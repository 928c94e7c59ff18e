use crate::core::{Event, Runner};
use crate::partition::{RejectReason, Rejected};
use serde::Serialize;
use serde_json::Value;

/// What a batch operation accepted and rejected.
///
/// Implemented by every batch outcome so the API layer can classify it
/// without knowing its shape.
pub trait BatchReport {
    fn accepted_count(&self) -> usize;
    fn rejection_reasons(&self) -> Vec<&RejectReason>;
}

/// Result of add/remove heats and checkpoints. `event` is the state after the write,
/// or the unchanged event when nothing was accepted.
#[derive(Debug, Clone, Serialize)]
pub struct BatchOutcome<A> {
    pub event: Event,
    pub accepted: Vec<A>,
    pub rejected: Vec<Rejected>,
}

impl<A> BatchOutcome<A> {
    pub fn unchanged(event: Event, rejected: Vec<Rejected>) -> Self {
        Self {
            event,
            accepted: Vec::new(),
            rejected,
        }
    }
}

impl<A> BatchReport for BatchOutcome<A> {
    fn accepted_count(&self) -> usize {
        self.accepted.len()
    }

    fn rejection_reasons(&self) -> Vec<&RejectReason> {
        self.rejected.iter().map(|r| &r.reason).collect()
    }
}

#[derive(Debug, Clone, PartialEq, Serialize)]
#[serde(rename_all = "camelCase")]
pub struct HeatEntry {
    pub id: String,
    pub name: String,
    pub start_time: Option<f64>,
}

#[derive(Debug, Clone, PartialEq, Serialize)]
pub struct CheckpointEntry {
    pub id: String,
    pub name: String,
}

#[derive(Debug, Clone, Serialize)]
#[serde(rename_all = "camelCase")]
pub struct CreateRunnersOutcome {
    pub event: Event,
    pub created_runners: Vec<Runner>,
    pub rejected_runners: Vec<Rejected>,
}

impl BatchReport for CreateRunnersOutcome {
    fn accepted_count(&self) -> usize {
        self.created_runners.len()
    }

    fn rejection_reasons(&self) -> Vec<&RejectReason> {
        self.rejected_runners.iter().map(|r| &r.reason).collect()
    }
}

#[derive(Debug, Clone, Serialize)]
pub struct GetRunnersOutcome {
    pub runners: Vec<Runner>,
    #[serde(rename = "rejectedIDs")]
    pub rejected_ids: Vec<Rejected>,
}

impl BatchReport for GetRunnersOutcome {
    fn accepted_count(&self) -> usize {
        self.runners.len()
    }

    fn rejection_reasons(&self) -> Vec<&RejectReason> {
        self.rejected_ids.iter().map(|r| &r.reason).collect()
    }
}

/// One split rejected from a runner that passed the runner-level checks.
#[derive(Debug, Clone, PartialEq, Serialize)]
#[serde(rename_all = "camelCase")]
pub struct RejectedSplit {
    pub runner_id: String,
    pub split: Value,
    pub reason: RejectReason,
}

#[derive(Debug, Clone, Serialize)]
#[serde(rename_all = "camelCase")]
pub struct AddSplitsOutcome {
    pub updated_runners: Vec<Runner>,
    pub rejected_runners: Vec<Rejected>,
    pub rejected_splits: Vec<RejectedSplit>,
}

impl BatchReport for AddSplitsOutcome {
    fn accepted_count(&self) -> usize {
        self.updated_runners.len()
    }

    fn rejection_reasons(&self) -> Vec<&RejectReason> {
        self.rejected_runners
            .iter()
            .map(|r| &r.reason)
            .chain(self.rejected_splits.iter().map(|r| &r.reason))
            .collect()
    }
}

#[derive(Debug, Clone, Serialize)]
pub struct StoreContents {
    pub events: Vec<Event>,
    pub runners: Vec<Runner>,
}

#[derive(Debug, Clone, Copy, PartialEq, Eq, Serialize)]
pub struct DeleteAllOutcome {
    pub deleted: usize,
}
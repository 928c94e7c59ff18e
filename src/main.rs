use anyhow::{Context, Result};
use clap::Parser;
use race_tracker::{AppConfig, AppState, InMemoryDocumentStore, RaceTracker, build_router};
use std::path::PathBuf;
use std::sync::Arc;
use tracing::{error, info};
use tracing_subscriber::{EnvFilter, layer::SubscriberExt, util::SubscriberInitExt};

/// Race tracker HTTP server.
#[derive(Parser, Debug)]
#[command(name = "race-tracker", version, about)]
struct Cli {
    /// Address to bind
    #[arg(long)]
    host: Option<String>,

    /// Port to listen on
    #[arg(short, long)]
    port: Option<u16>,

    /// Directory for store snapshots (omit for a purely in-memory store)
    #[arg(long)]
    data_dir: Option<PathBuf>,

    /// Successful writes between snapshots
    #[arg(long)]
    snapshot_every: Option<usize>,

    /// Mount the administrative getAll/deleteAll routes
    #[arg(long)]
    admin: bool,
}

impl Cli {
    fn apply(self, mut config: AppConfig) -> AppConfig {
        if let Some(host) = self.host {
            config = config.with_host(host);
        }
        if let Some(port) = self.port {
            config = config.with_port(port);
        }
        if let Some(data_dir) = self.data_dir {
            config = config.with_data_dir(data_dir);
        }
        if let Some(ops) = self.snapshot_every {
            config = config.with_snapshot_every(ops);
        }
        if self.admin {
            config = config.with_admin(true);
        }
        config
    }
}

#[tokio::main]
async fn main() -> Result<()> {
    init_tracing();

    let cli = Cli::parse();
    let config = cli.apply(AppConfig::from_env().context("failed to load configuration")?);

    let store = match &config.data_dir {
        Some(dir) => {
            info!(data_dir = %dir.display(), every = config.snapshot_every_ops, "snapshot persistence enabled");
            Arc::new(
                InMemoryDocumentStore::open(dir, config.snapshot_every_ops)
                    .with_context(|| format!("failed to open store in {}", dir.display()))?,
            )
        }
        None => {
            info!("running without persistence");
            Arc::new(InMemoryDocumentStore::new())
        }
    };

    let tracker = RaceTracker::new(store.clone());
    let app = build_router(AppState::new(tracker), config.admin_enabled);

    let addr = config.address();
    let listener = tokio::net::TcpListener::bind(&addr)
        .await
        .with_context(|| format!("failed to bind to {addr}"))?;

    info!(address = %addr, admin = config.admin_enabled, "race tracker started");

    axum::serve(listener, app)
        .with_graceful_shutdown(shutdown_signal())
        .await
        .context("server error")?;

    if let Err(err) = store.flush().await {
        error!(error = %err, "final snapshot failed");
    }
    info!("race tracker stopped");

    Ok(())
}

fn init_tracing() {
    tracing_subscriber::registry()
        .with(
            EnvFilter::try_from_default_env()
                .unwrap_or_else(|_| EnvFilter::new("race_tracker=debug,tower_http=info")),
        )
        .with(tracing_subscriber::fmt::layer())
        .init();
}

async fn shutdown_signal() {
    let ctrl_c = async {
        if let Err(err) = tokio::signal::ctrl_c().await {
            error!(error = %err, "unable to install Ctrl+C signal handler");
        }
    };

    #[cfg(unix)]
    let terminate = async {
        use tokio::signal::unix::{SignalKind, signal};

        match signal(SignalKind::terminate()) {
            Ok(mut signal) => {
                signal.recv().await;
            }
            Err(err) => {
                error!(error = %err, "unable to install SIGTERM handler");
                std::future::pending::<()>().await;
            }
        }
    };

    #[cfg(not(unix))]
    let terminate = std::future::pending::<()>();

    tokio::select! {
        _ = ctrl_c => {},
        _ = terminate => {},
    }
}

-------

What you need to do:
The expected response is the material above given again line by line, from its first line to the line holding "fn accepted_count(&self) -> usize;", inclusive.

Your solution:
repository 928c94e7c59ff18e
use crate::core::{Event, Runner};
use crate::partition::{RejectReason, Rejected};
use serde::Serialize;
use serde_json::Value;

/// What a batch operation accepted and rejected.
///
/// Implemented by every batch outcome so the API layer can classify it
/// without knowing its shape.
pub trait BatchReport {
    fn accepted_count(&self) -> usize;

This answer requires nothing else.